Chicarino observa que Flávio não é apenas um candidato do bolsonarismo; ele é parte do clã Bolsonaro, que possui uma presença digital forte e está bem integrado na sociedade. Essa estrutura permite que a sua campanha tenha um respaldo considerável, o que pode ser um diferencial em relação a outros candidatos. Por outro lado, ela destaca que Lula, apesar de ser o candidato da esquerda, ainda não iniciou sua campanha propriamente dita, o que significa que mudanças significativas podem ocorrer até a eleição, prevista para outubro.
Um dos principais desafios que Lula enfrenta em sua busca pela reeleição é o índice de reprovação, que, segundo Chicarino, pode estar mais ligado a fatores relacionados à sociabilidade digital do que a uma avaliação concreta de suas políticas públicas. Ela explica que o cenário atual é diferente do passado, onde os formadores de opinião e meios de comunicação de massa tinham uma influência direta na formação de opiniões. Hoje, as plataformas digitais desempenham um papel crucial nesse processo, moldando a percepção pública de maneira nova e dinâmica.

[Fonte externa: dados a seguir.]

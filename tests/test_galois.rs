//! Galois field arithmetic across every supported word size
//!
//! Table-backed fields (w ≤ 16) and shift-multiply fields (w > 16) must obey
//! the same field laws; the property tests draw w from the whole range.

use cauchyrs::{galois_field, CodingError, GaloisField};
use proptest::prelude::*;

fn mask(w: u32) -> u32 {
    ((1u64 << w) - 1) as u32
}

// ============================================================================
// Unit tests
// ============================================================================

#[test]
fn test_rejects_unsupported_word_sizes() {
    assert!(matches!(
        GaloisField::new(0),
        Err(CodingError::InvalidParameters(_))
    ));
    assert!(matches!(
        galois_field(33),
        Err(CodingError::InvalidParameters(_))
    ));
}

#[test]
fn test_shared_fields_are_reused() {
    let a = galois_field(8).unwrap();
    let b = galois_field(8).unwrap();
    assert!(std::ptr::eq(a, b));
    assert_eq!(a.w(), 8);
}

#[test]
fn test_gf16_known_products() {
    let field = galois_field(16).unwrap();
    // x^15 · x = x^16 = x^12 + x^3 + x + 1
    assert_eq!(field.multiply(0x8000, 2), 0x100B);
    assert_eq!(field.times_x(0x8000), 0x100B);
}

#[test]
fn test_gf32_wraps_through_polynomial() {
    let field = galois_field(32).unwrap();
    // x^31 · x = x^32 = x^22 + x^2 + x + 1
    assert_eq!(field.multiply(0x8000_0000, 2), 0x0040_0007);
    let inverse = field.inverse(0x1234_5678).unwrap();
    assert_eq!(field.multiply(0x1234_5678, inverse), 1);
}

#[test]
fn test_every_nonzero_gf4_element_has_inverse() {
    let field = GaloisField::new(4).unwrap();
    for a in 1..16 {
        let inverse = field.inverse(a).unwrap();
        assert_eq!(field.multiply(a, inverse), 1, "a = {}", a);
    }
    assert_eq!(field.inverse(0), None);
    assert_eq!(field.divide(5, 0), None);
}

#[test]
fn test_n_ones_of_identity_and_zero() {
    for w in [1u32, 4, 8, 16, 32] {
        let field = galois_field(w).unwrap();
        assert_eq!(field.n_ones(1), w);
        assert_eq!(field.n_ones(0), 0);
    }
}

// ============================================================================
// Property tests
// ============================================================================

fn field_elements() -> impl Strategy<Value = (u32, u32, u32, u32)> {
    (1u32..=32).prop_flat_map(|w| {
        let m = mask(w);
        (
            Just(w),
            any::<u32>().prop_map(move |v| v & m),
            any::<u32>().prop_map(move |v| v & m),
            any::<u32>().prop_map(move |v| v & m),
        )
    })
}

proptest! {
    /// Property: products stay in the field
    #[test]
    fn prop_multiply_closed((w, a, b, _c) in field_elements()) {
        let field = galois_field(w).unwrap();
        prop_assert!(field.contains(field.multiply(a, b)));
    }

    /// Property: multiplication is commutative and associative
    #[test]
    fn prop_multiply_commutative_associative((w, a, b, c) in field_elements()) {
        let field = galois_field(w).unwrap();
        prop_assert_eq!(field.multiply(a, b), field.multiply(b, a));
        prop_assert_eq!(
            field.multiply(field.multiply(a, b), c),
            field.multiply(a, field.multiply(b, c))
        );
    }

    /// Property: multiplication distributes over XOR
    #[test]
    fn prop_multiply_distributes((w, a, b, c) in field_elements()) {
        let field = galois_field(w).unwrap();
        prop_assert_eq!(
            field.multiply(a, field.add(b, c)),
            field.add(field.multiply(a, b), field.multiply(a, c))
        );
    }

    /// Property: (a / b) · b = a for nonzero b
    #[test]
    fn prop_divide_inverts_multiply((w, a, b, _c) in field_elements()) {
        prop_assume!(b != 0);
        let field = galois_field(w).unwrap();
        let quotient = field.divide(a, b).unwrap();
        prop_assert_eq!(field.multiply(quotient, b), a);
    }

    /// Property: a^(2^w - 1) = 1 for nonzero a
    #[test]
    fn prop_multiplicative_order((w, a, _b, _c) in field_elements()) {
        prop_assume!(a != 0);
        let field = galois_field(w).unwrap();
        prop_assert_eq!(field.pow(a, field.order() - 1), 1);
    }

    /// Property: times_x agrees with multiplying by 2 wherever 2 is an element
    #[test]
    fn prop_times_x_is_multiply_by_two((w, a, _b, _c) in field_elements()) {
        prop_assume!(w > 1);
        let field = galois_field(w).unwrap();
        prop_assert_eq!(field.times_x(a), field.multiply(a, 2));
    }
}
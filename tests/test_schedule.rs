//! Schedule compilation and decoding schedule generation
//!
//! Every compiled schedule, dumb or smart, must produce for each output
//! bit-row exactly the XOR of the input bit-rows its bitmatrix row selects.

use cauchyrs::schedule::{compile, dumb_schedule, generate, smart_schedule};
use cauchyrs::{
    galois_field, BitMatrix, CodingError, ErasureSet, MatrixFactory, Operation,
    OriginalCauchyMatrixFactory, Schedule, SchedulingMode,
};
use proptest::prelude::*;
use rand::rngs::StdRng;
use rand::{Rng, SeedableRng};

// ============================================================================
// Helpers
// ============================================================================

/// Direct evaluation: output packet r = XOR of input packets c with bit (r, c)
fn evaluate(bitmatrix: &BitMatrix, inputs: &[Vec<u8>], packet_size: usize) -> Vec<Vec<u8>> {
    let w = bitmatrix.w() as usize;
    let len = inputs[0].len();
    let chunk = w * packet_size;
    let mut outputs = vec![vec![0u8; len]; bitmatrix.rows() / w];
    for offset in (0..len).step_by(chunk) {
        for row in 0..bitmatrix.rows() {
            for col in bitmatrix.row_ones(row) {
                let dst = offset + (row % w) * packet_size;
                let src = offset + (col % w) * packet_size;
                for b in 0..packet_size {
                    outputs[row / w][dst + b] ^= inputs[col / w][src + b];
                }
            }
        }
    }
    outputs
}

fn execute(schedule: &Schedule, inputs: &[Vec<u8>], packet_size: usize) -> Vec<Vec<u8>> {
    let len = inputs[0].len();
    let mut outputs = vec![vec![0x5Au8; len]; schedule.outputs()];
    let input_refs: Vec<&[u8]> = inputs.iter().map(Vec::as_slice).collect();
    let mut output_refs: Vec<&mut [u8]> = outputs.iter_mut().map(Vec::as_mut_slice).collect();
    schedule
        .execute(&input_refs, &mut output_refs, packet_size)
        .unwrap();
    outputs
}

fn random_inputs(rng: &mut StdRng, devices: usize, len: usize) -> Vec<Vec<u8>> {
    (0..devices)
        .map(|_| {
            let mut buffer = vec![0u8; len];
            rng.fill(buffer.as_mut_slice());
            buffer
        })
        .collect()
}

fn cauchy_bitmatrix(k: usize, m: usize, w: u32) -> BitMatrix {
    let field = galois_field(w).unwrap();
    let matrix = OriginalCauchyMatrixFactory.produce(field, k, m, &[]).unwrap();
    BitMatrix::from_coding_matrix(&matrix, field).unwrap()
}

// ============================================================================
// Compiler
// ============================================================================

#[test]
fn test_cauchy_schedules_match_direct_sum() {
    let mut rng = StdRng::seed_from_u64(7);
    for (k, m, w, packet_size) in [(4, 2, 8, 1), (6, 3, 4, 4), (3, 2, 16, 2), (2, 2, 3, 5)] {
        let bitmatrix = cauchy_bitmatrix(k, m, w);
        let inputs = random_inputs(&mut rng, k, 3 * w as usize * packet_size);
        let expected = evaluate(&bitmatrix, &inputs, packet_size);

        let dumb = compile(&bitmatrix, k, m, w, SchedulingMode::Dumb).unwrap();
        let smart = compile(&bitmatrix, k, m, w, SchedulingMode::Smart).unwrap();
        assert_eq!(execute(&dumb, &inputs, packet_size), expected);
        assert_eq!(execute(&smart, &inputs, packet_size), expected);
        assert!(smart.len() <= dumb.len(), "k={} m={} w={}", k, m, w);
    }
}

#[test]
fn test_smart_saves_work_on_dense_matrices() {
    let bitmatrix = cauchy_bitmatrix(8, 4, 8);
    let dumb = dumb_schedule(&bitmatrix, 8, 4, 8).unwrap();
    let smart = smart_schedule(&bitmatrix, 8, 4, 8).unwrap();
    assert!(smart.stats().xors < dumb.stats().xors);
}

#[test]
fn test_every_output_is_written_before_read() {
    let bitmatrix = cauchy_bitmatrix(5, 3, 8);
    let schedule = smart_schedule(&bitmatrix, 5, 3, 8).unwrap();
    let mut written = std::collections::HashSet::new();
    for op in schedule.ops() {
        if let Some(src) = op.src() {
            if src.device >= schedule.inputs() {
                assert!(written.contains(&src), "{:?} read before written", src);
            }
        }
        match op {
            Operation::Xor { dst, .. } => assert!(written.contains(dst)),
            Operation::Copy { dst, .. } | Operation::Zero { dst } => {
                written.insert(*dst);
            }
        }
    }
    assert_eq!(written.len(), 3 * 8);
}

#[test]
fn test_schedule_dimension_errors() {
    let bitmatrix = cauchy_bitmatrix(3, 2, 4);
    assert!(matches!(
        compile(&bitmatrix, 3, 3, 4, SchedulingMode::Smart),
        Err(CodingError::MalformedMatrix(_))
    ));
    assert!(matches!(
        compile(&BitMatrix::new(0, 8, 4), 2, 0, 4, SchedulingMode::Smart),
        Err(CodingError::EmptyBitmatrix { rows: 0, cols: 8 })
    ));
}

// ============================================================================
// Decoding schedules
// ============================================================================

/// Encode, wipe the erased blocks and rebuild them with a decoding schedule
fn rebuild(k: usize, m: usize, w: u32, erased: &[usize], mode: SchedulingMode) {
    let packet_size = 2;
    let bitmatrix = cauchy_bitmatrix(k, m, w);
    let mut rng = StdRng::seed_from_u64((k * 100 + m * 10) as u64 + erased.len() as u64);
    let data = random_inputs(&mut rng, k, w as usize * packet_size);
    let parity = evaluate(&bitmatrix, &data, packet_size);
    let blocks: Vec<Vec<u8>> = data.into_iter().chain(parity).collect();

    let erasures = ErasureSet::new(k, m, erased).unwrap();
    let decoding = generate(&bitmatrix, k, m, w, &erasures, mode).unwrap();

    let sources: Vec<Vec<u8>> = decoding
        .sources()
        .iter()
        .map(|&s| {
            assert!(!erasures.is_erased(s), "erased block {} used as a source", s);
            blocks[s].clone()
        })
        .collect();
    let rebuilt = execute(decoding.schedule(), &sources, packet_size);

    let expected_targets: Vec<usize> = erasures
        .data_erasures()
        .chain(erasures.parity_erasures())
        .collect();
    assert_eq!(decoding.targets(), expected_targets);
    for (target, block) in decoding.targets().iter().zip(&rebuilt) {
        assert_eq!(block, &blocks[*target], "block {} for erasures {:?}", target, erased);
    }
}

#[test]
fn test_decoding_every_pair_of_erasures() {
    let (k, m, w) = (4, 2, 8);
    for a in 0..k + m {
        rebuild(k, m, w, &[a], SchedulingMode::Smart);
        for b in a + 1..k + m {
            rebuild(k, m, w, &[a, b], SchedulingMode::Smart);
            rebuild(k, m, w, &[b, a], SchedulingMode::Dumb);
        }
    }
}

#[test]
fn test_decoding_all_data_erased() {
    rebuild(3, 3, 4, &[0, 1, 2], SchedulingMode::Smart);
    rebuild(3, 3, 4, &[2, 0, 1], SchedulingMode::Dumb);
}

#[test]
fn test_decoding_too_many_erasures() {
    let bitmatrix = cauchy_bitmatrix(4, 2, 8);
    assert!(matches!(
        ErasureSet::new(4, 2, &[0, 1, 2]),
        Err(CodingError::UnrecoverableErasure(_))
    ));
    let foreign = ErasureSet::new(3, 3, &[0]).unwrap();
    assert!(matches!(
        generate(&bitmatrix, 4, 2, 8, &foreign, SchedulingMode::Smart),
        Err(CodingError::InvalidParameters(_))
    ));
}

// ============================================================================
// Property tests
// ============================================================================

fn random_bitmatrix() -> impl Strategy<Value = (BitMatrix, usize, usize, u32)> {
    (1usize..5, 1usize..4, 1u32..7).prop_flat_map(|(k, m, w)| {
        let cells = k * m * (w as usize) * (w as usize);
        prop::collection::vec(any::<bool>(), cells).prop_map(move |bits| {
            let wu = w as usize;
            let mut bitmatrix = BitMatrix::new(m * wu, k * wu, w);
            for (i, bit) in bits.into_iter().enumerate() {
                bitmatrix.set(i / (k * wu), i % (k * wu), bit);
            }
            (bitmatrix, k, m, w)
        })
    })
}

proptest! {
    /// Property: dumb and smart schedules both compute the bitmatrix product
    #[test]
    fn prop_schedules_match_direct_sum(
        (bitmatrix, k, m, w) in random_bitmatrix(),
        packet_size in 1usize..4,
        seed in any::<u64>(),
    ) {
        let mut rng = StdRng::seed_from_u64(seed);
        let inputs = random_inputs(&mut rng, k, 2 * w as usize * packet_size);
        let expected = evaluate(&bitmatrix, &inputs, packet_size);

        let dumb = dumb_schedule(&bitmatrix, k, m, w).unwrap();
        let smart = smart_schedule(&bitmatrix, k, m, w).unwrap();
        prop_assert_eq!(execute(&dumb, &inputs, packet_size), expected.clone());
        prop_assert_eq!(execute(&smart, &inputs, packet_size), expected);
        prop_assert!(smart.len() <= dumb.len());
    }
}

Chicarino ressalta que a popularidade de Lula não necessariamente se traduz em apoio nas urnas, já que conquistas em termos de políticas públicas nem sempre geram uma avaliação positiva. Ela menciona que algumas políticas que tiveram sucesso, como a solução do endividamento das famílias, podem ser utilizadas como alavancas para sua reeleição. No entanto, a forma como essas questões são comunicadas e trabalhadas nas redes sociais é fundamental para sua eficácia.
A cientista política enfatiza que a personalização da política nas redes sociais é intensa e que é necessário um controle estratégico sobre a mensagem que se deseja passar. Se as políticas de Lula forem percebidas como benéficas e claramente comunicadas ao eleitorado, isso pode resultar em um impacto positivo. Porém, se as mensagens forem difusas ou mal compreendidas, o efeito pode ser contrário.
Por fim, a análise de Chicarino sugere que a corrida eleitoral entre Flávio Bolsonaro e Lula está em um estágio inicial, com muitas variáveis em jogo. À medida que a campanha avança, as estratégias adotadas por cada candidato e a forma como eles se conectam com o eleitorado digital serão cruciais para determinar o resultado das eleições. A importância de uma comunicação clara e eficaz nas redes sociais será um fator determinante na formação da opinião pública e na mobilização dos eleitores.